WHAT YOU SHOULD DO: Your answer should be only the lines below from the one with "pub const ABORTED_STATUS_CODE: i32 = -1;" to the one with "FetchError::Aborted | FetchError::RetryExhausted", repeated exactly, ends included.

------ EXERCISE DATA ------

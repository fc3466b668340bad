//! Fetch Orchestrator
//!
//! Runs one fetch cycle: cache lookup, network attempts with a fixed retry
//! delay, and a terminal state write guarded by the cycle marker.

use std::sync::Arc;

use serde::de::DeserializeOwned;
use serde_json::Value;
use tracing::{debug, info, warn};

use crate::cache::{CacheBackend, CacheEntry};
use crate::config::FetchConfig;
use crate::error::{FetchError, Result};
use crate::fetch::{CycleContext, CycleMarker};
use crate::state::StateStore;
use crate::transport::{classify_response, Transport};

/// How a cycle ended.
#[derive(Debug, Clone, Copy, PartialEq, Eq)]
pub enum CycleOutcome {
    /// Answered from a fresh cache entry
    CacheHit,
    /// A network attempt succeeded
    Success,
    /// The cycle's token was observed cancelled
    Aborted,
    /// Every attempt failed
    Exhausted,
    /// A newer cycle took over; nothing was written
    Superseded,
}

// == Orchestrator ==
/// Shared machinery for running cycles of one controller.
pub struct Orchestrator<T> {
    config: FetchConfig,
    cache: Arc<dyn CacheBackend>,
    transport: Arc<dyn Transport>,
    state: Arc<StateStore<T>>,
    marker: CycleMarker,
}

impl<T> Orchestrator<T>
where
    T: DeserializeOwned + Clone + Send + Sync + 'static,
{
    pub fn new(
        config: FetchConfig,
        cache: Arc<dyn CacheBackend>,
        transport: Arc<dyn Transport>,
        state: Arc<StateStore<T>>,
        marker: CycleMarker,
    ) -> Self {
        Self {
            config,
            cache,
            transport,
            state,
            marker,
        }
    }

    pub fn config(&self) -> &FetchConfig {
        &self.config
    }

    pub fn state(&self) -> &Arc<StateStore<T>> {
        &self.state
    }

    pub fn marker(&self) -> &CycleMarker {
        &self.marker
    }

    // == Run ==
    /// Drives `ctx` to its terminal state.
    pub async fn run(&self, ctx: CycleContext) -> CycleOutcome {
        // Cache is consulted once, before the first attempt only
        if ctx.use_cache {
            if let Some(data) = self.read_fresh(&ctx).await {
                info!("Cycle {}: fresh cache hit for {}", ctx.id, ctx.key());
                return self.publish_success(&ctx, data, CycleOutcome::CacheHit);
            }
        }

        let attempts = self.config.attempts();
        let mut attempt: u32 = 0;

        loop {
            debug!(
                "Cycle {}: attempt {}/{} for {}",
                ctx.id,
                attempt + 1,
                attempts,
                ctx.key()
            );

            let failure = match self.attempt(&ctx).await {
                Ok((body, data)) => {
                    // A late success must not outlive an abort
                    if ctx.token.is_cancelled() {
                        return self.publish_error(&ctx, FetchError::Aborted);
                    }
                    self.write_cache(&ctx, body).await;
                    return self.publish_success(&ctx, data, CycleOutcome::Success);
                }
                Err(err) => err,
            };

            if ctx.token.is_cancelled() {
                return self.publish_error(&ctx, FetchError::Aborted);
            }

            if !failure.is_retryable() {
                warn!("Cycle {}: {} failed without retry: {}", ctx.id, ctx.key(), failure);
                return self.publish_error(&ctx, failure);
            }

            if attempt + 1 >= attempts {
                warn!(
                    "Cycle {}: giving up on {} after {} attempts: {}",
                    ctx.id,
                    ctx.key(),
                    attempts,
                    failure
                );
                return self.publish_error(
                    &ctx,
                    FetchError::RetryExhausted {
                        attempts,
                        last: Box::new(failure),
                    },
                );
            }

            if !self.marker.is_current(ctx.id) {
                debug!("Cycle {}: superseded, skipping retries", ctx.id);
                return CycleOutcome::Superseded;
            }

            warn!(
                "Cycle {}: attempt {} for {} failed, retrying in {:?}: {}",
                ctx.id,
                attempt + 1,
                ctx.key(),
                self.config.retry_interval,
                failure
            );

            tokio::select! {
                biased;
                _ = ctx.token.cancelled() => {
                    return self.publish_error(&ctx, FetchError::Aborted);
                }
                _ = tokio::time::sleep(self.config.retry_interval) => {}
            }

            attempt += 1;
        }
    }

    /// One network round trip, classified and decoded.
    async fn attempt(&self, ctx: &CycleContext) -> Result<(Value, T)> {
        let response = self.transport.send(&ctx.request, &ctx.token).await?;
        let body = classify_response(response)?;
        let data = decode(&body)?;
        Ok((body, data))
    }

    async fn read_fresh(&self, ctx: &CycleContext) -> Option<T> {
        let entry = match self.cache.read(ctx.key()).await {
            Ok(Some(entry)) => entry,
            Ok(None) => return None,
            Err(err) => {
                warn!(
                    "Cycle {}: {} cache read failed for {}: {}",
                    ctx.id,
                    self.cache.name(),
                    ctx.key(),
                    err
                );
                return None;
            }
        };

        if !entry.is_fresh(self.config.cache_ttl) {
            debug!("Cycle {}: cached entry for {} is stale", ctx.id, ctx.key());
            return None;
        }

        match decode(&entry.body) {
            Ok(data) => Some(data),
            Err(err) => {
                warn!(
                    "Cycle {}: ignoring undecodable cache entry for {}: {}",
                    ctx.id,
                    ctx.key(),
                    err
                );
                None
            }
        }
    }

    async fn write_cache(&self, ctx: &CycleContext, body: Value) {
        if let Err(err) = self.cache.write(ctx.key(), CacheEntry::new(body)).await {
            warn!(
                "Cycle {}: {} cache write failed for {}: {}",
                ctx.id,
                self.cache.name(),
                ctx.key(),
                err
            );
        }
    }

    // == Guarded Writes ==

    fn publish_success(&self, ctx: &CycleContext, data: T, outcome: CycleOutcome) -> CycleOutcome {
        let marker = &self.marker;
        let written = self.state.set_if(|state| {
            if !marker.is_current(ctx.id) {
                return false;
            }
            state.mark_success(data);
            true
        });

        if written {
            info!("Cycle {}: {} loaded", ctx.id, ctx.key());
            outcome
        } else {
            debug!("Cycle {}: superseded, discarding success", ctx.id);
            CycleOutcome::Superseded
        }
    }

    fn publish_error(&self, ctx: &CycleContext, err: FetchError) -> CycleOutcome {
        let outcome = match err {
            FetchError::Aborted => CycleOutcome::Aborted,
            _ => CycleOutcome::Exhausted,
        };
        let info = err.to_error_info();
        let marker = &self.marker;
        let written = self.state.set_if(|state| {
            if !marker.is_current(ctx.id) {
                return false;
            }
            state.mark_error(info);
            true
        });

        if written {
            if outcome == CycleOutcome::Aborted {
                info!("Cycle {}: {} aborted by the user", ctx.id, ctx.key());
            }
            outcome
        } else {
            debug!("Cycle {}: superseded, discarding error", ctx.id);
            CycleOutcome::Superseded
        }
    }
}

fn decode<T: DeserializeOwned>(body: &Value) -> Result<T> {
    T::deserialize(body).map_err(|e| FetchError::Decode(e.to_string()))
}
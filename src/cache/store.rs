//! Cache Store Module
//!
//! The `CacheBackend` seam the orchestrator reads and writes through, and the
//! process-wide in-memory implementation.

use std::collections::HashMap;

use async_trait::async_trait;
use tokio::sync::RwLock;
use tracing::debug;

use crate::cache::{CacheEntry, CacheStats, LruTracker};
use crate::error::Result;

// == Cache Backend ==
/// Key/value store for response bodies keyed by request identity.
///
/// Reads never evict, and the TTL check belongs to the caller. Writes to the
/// same key are last-write-wins.
#[async_trait]
pub trait CacheBackend: Send + Sync {
    /// A name for tracing.
    fn name(&self) -> &'static str;

    /// Returns the entry stored under `key`, stale or not.
    async fn read(&self, key: &str) -> Result<Option<CacheEntry>>;

    /// Stores `entry` under `key`, replacing any previous entry.
    async fn write(&self, key: &str, entry: CacheEntry) -> Result<()>;
}

#[derive(Debug, Default)]
struct Inner {
    entries: HashMap<String, CacheEntry>,
    lru: LruTracker,
    stats: CacheStats,
}

// == Memory Cache ==
/// Thread-safe in-memory cache bounded by entry count.
///
/// Construct one per process, wrap it in an `Arc` and hand it to every
/// controller that should share responses.
#[derive(Debug)]
pub struct MemoryCache {
    inner: RwLock<Inner>,
    max_entries: usize,
}

impl MemoryCache {
    /// Creates a cache holding at most `max_entries` responses (minimum 1).
    pub fn new(max_entries: usize) -> Self {
        Self {
            inner: RwLock::new(Inner::default()),
            max_entries: max_entries.max(1),
        }
    }

    pub fn from_config(config: &crate::config::FetchConfig) -> Self {
        Self::new(config.max_cache_entries)
    }

    // == Remove ==
    /// Drops the entry for `key`. Returns whether one existed.
    pub async fn remove(&self, key: &str) -> bool {
        let mut inner = self.inner.write().await;
        let removed = inner.entries.remove(key).is_some();
        if removed {
            inner.lru.remove(key);
            let count = inner.entries.len();
            inner.stats.set_total_entries(count);
        }
        removed
    }

    pub async fn clear(&self) {
        let mut inner = self.inner.write().await;
        inner.entries.clear();
        inner.lru.clear();
        inner.stats.set_total_entries(0);
    }

    // == Stats ==
    pub async fn stats(&self) -> CacheStats {
        let inner = self.inner.read().await;
        let mut stats = inner.stats.clone();
        stats.set_total_entries(inner.entries.len());
        stats
    }

    pub async fn len(&self) -> usize {
        self.inner.read().await.entries.len()
    }

    pub async fn is_empty(&self) -> bool {
        self.inner.read().await.entries.is_empty()
    }
}

impl Default for MemoryCache {
    fn default() -> Self {
        Self::new(crate::config::DEFAULT_MAX_CACHE_ENTRIES)
    }
}

#[async_trait]
impl CacheBackend for MemoryCache {
    fn name(&self) -> &'static str {
        "memory"
    }

    async fn read(&self, key: &str) -> Result<Option<CacheEntry>> {
        // Write lock: a hit refreshes recency and both outcomes update stats
        let mut inner = self.inner.write().await;
        let entry = inner.entries.get(key).cloned();
        inner.stats.record_read(entry.is_some());
        if entry.is_some() {
            inner.lru.touch(key);
        }
        Ok(entry)
    }

    async fn write(&self, key: &str, entry: CacheEntry) -> Result<()> {
        let mut inner = self.inner.write().await;

        if !inner.entries.contains_key(key) && inner.entries.len() >= self.max_entries {
            if let Some(evicted) = inner.lru.evict_oldest() {
                inner.entries.remove(&evicted);
                inner.stats.record_eviction();
                debug!("Evicted cached response for {}", evicted);
            }
        }

        inner.entries.insert(key.to_string(), entry);
        inner.lru.touch(key);
        inner.stats.record_write();
        let count = inner.entries.len();
        inner.stats.set_total_entries(count);
        Ok(())
    }
}
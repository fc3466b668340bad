//! Cache Entry Module
//!
//! A stored response body and the moment it was written. Freshness is
//! evaluated lazily against a TTL on every read; nothing here expires data.

use std::time::Duration;

use chrono::{DateTime, Utc};
use serde::{Deserialize, Serialize};
use serde_json::Value;

// == Cache Entry ==
/// Represents a cached response body with its write timestamp.
#[derive(Debug, Clone, PartialEq, Serialize, Deserialize)]
pub struct CacheEntry {
    /// When the body was written to the cache
    pub stored_at: DateTime<Utc>,
    /// The raw response body
    pub body: Value,
}

impl CacheEntry {
    // == Constructor ==
    /// Creates an entry stamped with the current time.
    pub fn new(body: Value) -> Self {
        Self::with_stored_at(body, Utc::now())
    }

    /// Creates an entry with an explicit write timestamp.
    pub fn with_stored_at(body: Value, stored_at: DateTime<Utc>) -> Self {
        Self { stored_at, body }
    }

    // == Age ==
    /// Milliseconds elapsed between the write and `now`.
    ///
    /// Negative when `stored_at` lies in the future (clock skew).
    pub fn age_ms_at(&self, now: DateTime<Utc>) -> i64 {
        (now - self.stored_at).num_milliseconds()
    }

    // == Freshness ==
    /// Fresh while `now - stored_at < ttl`.
    pub fn is_fresh_at(&self, ttl: Duration, now: DateTime<Utc>) -> bool {
        let ttl_ms = i64::try_from(ttl.as_millis()).unwrap_or(i64::MAX);
        self.age_ms_at(now) < ttl_ms
    }

    /// Freshness evaluated against the current time.
    pub fn is_fresh(&self, ttl: Duration) -> bool {
        self.is_fresh_at(ttl, Utc::now())
    }
}
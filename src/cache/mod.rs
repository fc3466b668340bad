//! Cache Module
//!
//! Response cache keyed by request identity, with lazy TTL evaluation.

mod entry;
mod lru;
mod stats;
mod store;


// Re-export public types
pub use entry::CacheEntry;
pub use lru::LruTracker;
pub use stats::CacheStats;
pub use store::{CacheBackend, MemoryCache};
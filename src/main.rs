//! Fetch Cache - command line demo
//!
//! Fetches the URL given as first argument, prints the settled state, then
//! refetches through the cache and prints it again.
//!
//! Usage: `fetch_cache <url> [--no-cache]`

use std::sync::Arc;

use anyhow::{bail, Context};
use serde_json::Value;
use tracing::info;
use tracing_subscriber::{layer::SubscriberExt, util::SubscriberInitExt};

use fetch_cache::{FetchConfig, FetchController, MemoryCache};

#[tokio::main]
async fn main() -> anyhow::Result<()> {
    // Defaults to "info" level, can be overridden with RUST_LOG env var
    tracing_subscriber::registry()
        .with(
            tracing_subscriber::EnvFilter::try_from_default_env()
                .unwrap_or_else(|_| "fetch_cache=info".into()),
        )
        .with(tracing_subscriber::fmt::layer())
        .init();

    let mut args = std::env::args().skip(1);
    let Some(url) = args.next() else {
        bail!("usage: fetch_cache <url> [--no-cache]");
    };
    let use_cache = !args.any(|arg| arg == "--no-cache");

    let config = FetchConfig::from_env();
    info!(
        "Configuration loaded: max_retries={}, cache_ttl={:?}, retry_interval={:?}",
        config.max_retries, config.cache_ttl, config.retry_interval
    );

    let cache = Arc::new(MemoryCache::from_config(&config));
    let controller: FetchController<Value> = FetchController::builder(url.as_str())
        .config(config)
        .cache(cache.clone())
        .build()
        .context("failed to build the HTTP transport")?;

    let first = controller.settled().await;
    println!("{}", serde_json::to_string_pretty(&first)?);

    controller.refetch(use_cache);
    let second = controller.settled().await;
    println!("{}", serde_json::to_string_pretty(&second)?);

    let stats = cache.stats().await;
    info!(
        "Cache stats: hits={}, misses={}, writes={}, hit_rate={:.2}",
        stats.hits,
        stats.misses,
        stats.writes,
        stats.hit_rate()
    );

    if second.error.is_some() {
        bail!("request to {} failed", url);
    }
    Ok(())
}
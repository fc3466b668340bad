//! Error types for the fetch controller
//!
//! Failures never cross the controller boundary as `Err`; they are mapped to
//! `ErrorInfo` and published through `ControllerState::error`.

use reqwest::StatusCode;
use thiserror::Error;

use crate::models::ErrorInfo;

/// Message and error label used for cancelled cycles.
pub const ABORTED_MESSAGE: &str = "Aborted by the user";

/// Status code reported for cancelled cycles.
pub const ABORTED_STATUS_CODE: i32 = -1;

// == Fetch Error Enum ==
/// Unified error type for a fetch attempt.
#[derive(Error, Debug, Clone, PartialEq)]
pub enum FetchError {
    /// The transport could not complete the request
    #[error("Network error: {0}")]
    Transport(String),

    /// The server answered with a non-success status and no error body
    #[error("Request failed with status {status}: {message}")]
    Status { status: u16, message: String },

    /// The body could not be decoded into the requested type
    #[error("Decode error: {0}")]
    Decode(String),

    /// The body itself reports a failure
    #[error("Application error ({status_code}): {message}")]
    Application {
        status_code: i32,
        error: String,
        message: String,
    },

    /// The cache backend failed to read or write
    #[error("Cache error: {0}")]
    Cache(String),

    /// The cycle's cancellation token was observed signaled
    #[error("{}", ABORTED_MESSAGE)]
    Aborted,

    /// Every allowed attempt failed
    #[error("Giving up after {attempts} attempts: {last}")]
    RetryExhausted { attempts: u32, last: Box<FetchError> },
}

impl FetchError {
    // == Retryable ==
    /// Whether the retry policy applies to this failure.
    pub fn is_retryable(&self) -> bool {
        !matches!(
            self,
            FetchError::Aborted | FetchError::RetryExhausted { .. } | FetchError::Cache(_)
        )
    }

    // == Error Info ==
    /// Converts the error into the data shape exposed by the controller.
    pub fn to_error_info(&self) -> ErrorInfo {
        match self {
            FetchError::Transport(message) => ErrorInfo::new(message.clone(), 0, "Network Error"),
            FetchError::Status { status, message } => {
                let reason = StatusCode::from_u16(*status)
                    .ok()
                    .and_then(|s| s.canonical_reason())
                    .unwrap_or("Unknown Status");
                ErrorInfo::new(message.clone(), i32::from(*status), reason)
            }
            FetchError::Decode(message) => ErrorInfo::new(message.clone(), 0, "Decode Error"),
            FetchError::Cache(message) => ErrorInfo::new(message.clone(), 0, "Cache Error"),
            FetchError::Application {
                status_code,
                error,
                message,
            } => ErrorInfo::new(message.clone(), *status_code, error.clone()),
            FetchError::Aborted => ErrorInfo::aborted(),
            FetchError::RetryExhausted { last, .. } => last.to_error_info(),
        }
    }
}

impl From<reqwest::Error> for FetchError {
    fn from(err: reqwest::Error) -> Self {
        match err.status() {
            Some(status) => FetchError::Status {
                status: status.as_u16(),
                message: err.to_string(),
            },
            None => FetchError::Transport(err.to_string()),
        }
    }
}

// == Result Type Alias ==
/// Convenience Result type for fetch attempts.
pub type Result<T> = std::result::Result<T, FetchError>;
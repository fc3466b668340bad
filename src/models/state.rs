//! Controller state model
//!
//! Serialized with the field names callers expect:
//! `{ isLoading, idle, response: { data } | null, error | null }`.

use serde::{Deserialize, Serialize};

use crate::error::{ABORTED_MESSAGE, ABORTED_STATUS_CODE};

// == Error Info ==
/// Failure description published in `ControllerState::error`.
#[derive(Debug, Clone, PartialEq, Eq, Serialize, Deserialize)]
#[serde(rename_all = "camelCase")]
pub struct ErrorInfo {
    /// Human readable description
    pub message: String,
    /// HTTP or application status code, `-1` for aborted cycles
    pub status_code: i32,
    /// Short error label
    pub error: String,
}

impl ErrorInfo {
    /// Creates a new ErrorInfo
    pub fn new(message: impl Into<String>, status_code: i32, error: impl Into<String>) -> Self {
        Self {
            message: message.into(),
            status_code,
            error: error.into(),
        }
    }

    /// The fixed error written when a cycle observes its cancellation.
    pub fn aborted() -> Self {
        Self::new(ABORTED_MESSAGE, ABORTED_STATUS_CODE, ABORTED_MESSAGE)
    }

    pub fn is_aborted(&self) -> bool {
        self.status_code == ABORTED_STATUS_CODE && self.error == ABORTED_MESSAGE
    }
}

/// Successful payload wrapper.
#[derive(Debug, Clone, PartialEq, Serialize, Deserialize)]
pub struct ResponseData<T> {
    pub data: T,
}

// == Controller State ==
/// Externally visible state of a fetch controller.
///
/// Once `idle` and `is_loading` are both false, exactly one of `response` and
/// `error` is set. Both are empty while idle or loading.
#[derive(Debug, Clone, PartialEq, Serialize, Deserialize)]
#[serde(rename_all = "camelCase")]
pub struct ControllerState<T> {
    pub is_loading: bool,
    pub idle: bool,
    pub response: Option<ResponseData<T>>,
    pub error: Option<ErrorInfo>,
}

impl<T> ControllerState<T> {
    /// The state a controller starts in, before its first cycle.
    pub fn idle() -> Self {
        Self {
            is_loading: false,
            idle: true,
            response: None,
            error: None,
        }
    }

    /// True when a cycle has written a terminal result.
    pub fn is_settled(&self) -> bool {
        !self.idle && !self.is_loading
    }

    pub fn data(&self) -> Option<&T> {
        self.response.as_ref().map(|r| &r.data)
    }

    // == Transitions ==
    // Each transition edits the previous snapshot in place.

    pub(crate) fn mark_idle(&mut self) {
        self.idle = true;
        self.is_loading = false;
        self.response = None;
        self.error = None;
    }

    pub(crate) fn mark_loading(&mut self) {
        self.idle = false;
        self.is_loading = true;
        self.response = None;
        self.error = None;
    }

    pub(crate) fn mark_success(&mut self, data: T) {
        self.idle = false;
        self.is_loading = false;
        self.response = Some(ResponseData { data });
        self.error = None;
    }

    pub(crate) fn mark_error(&mut self, error: ErrorInfo) {
        self.idle = false;
        self.is_loading = false;
        self.response = None;
        self.error = Some(error);
    }
}

impl<T> Default for ControllerState<T> {
    fn default() -> Self {
        Self::idle()
    }
}
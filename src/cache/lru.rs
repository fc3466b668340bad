//! LRU Tracker Module
//!
//! Recency order of cache keys, used only for capacity eviction.

use std::collections::VecDeque;

// == LRU Tracker ==
/// Keys ordered from most recently used (front) to least recently used (back).
#[derive(Debug, Default)]
pub struct LruTracker {
    order: VecDeque<String>,
}

impl LruTracker {
    pub fn new() -> Self {
        Self::default()
    }

    // == Touch ==
    /// Moves `key` to the most recently used position, inserting it if new.
    pub fn touch(&mut self, key: &str) {
        if self.order.front().is_some_and(|k| k == key) {
            return;
        }
        self.remove(key);
        self.order.push_front(key.to_string());
    }

    pub fn remove(&mut self, key: &str) {
        if let Some(pos) = self.order.iter().position(|k| k == key) {
            self.order.remove(pos);
        }
    }

    // == Evict ==
    /// Pops the least recently used key.
    pub fn evict_oldest(&mut self) -> Option<String> {
        self.order.pop_back()
    }

    pub fn peek_oldest(&self) -> Option<&str> {
        self.order.back().map(String::as_str)
    }

    pub fn clear(&mut self) {
        self.order.clear();
    }

    pub fn len(&self) -> usize {
        self.order.len()
    }

    pub fn is_empty(&self) -> bool {
        self.order.is_empty()
    }
}
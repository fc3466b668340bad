//! Data models for the fetch controller
//!
//! The request handed to the transport and the state published to callers.

pub mod request;
pub mod state;

// Re-export commonly used types
pub use request::FetchRequest;
pub use state::{ControllerState, ErrorInfo, ResponseData};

------

OUTPUT OF THE TASK:
pub const ABORTED_STATUS_CODE: i32 = -1;

// == Fetch Error Enum ==
/// Unified error type for a fetch attempt.
#[derive(Error, Debug, Clone, PartialEq)]
pub enum FetchError {
    /// The transport could not complete the request
    #[error("Network error: {0}")]
    Transport(String),

    /// The server answered with a non-success status and no error body
    #[error("Request failed with status {status}: {message}")]
    Status { status: u16, message: String },

    /// The body could not be decoded into the requested type
    #[error("Decode error: {0}")]
    Decode(String),

    /// The body itself reports a failure
    #[error("Application error ({status_code}): {message}")]
    Application {
        status_code: i32,
        error: String,
        message: String,
    },

    /// The cache backend failed to read or write
    #[error("Cache error: {0}")]
    Cache(String),

    /// The cycle's cancellation token was observed signaled
    #[error("{}", ABORTED_MESSAGE)]
    Aborted,

    /// Every allowed attempt failed
    #[error("Giving up after {attempts} attempts: {last}")]
    RetryExhausted { attempts: u32, last: Box<FetchError> },
}

impl FetchError {
    // == Retryable ==
    /// Whether the retry policy applies to this failure.
    pub fn is_retryable(&self) -> bool {
        !matches!(
            self,
            FetchError::Aborted | FetchError::RetryExhausted { .. } | FetchError::Cache(_)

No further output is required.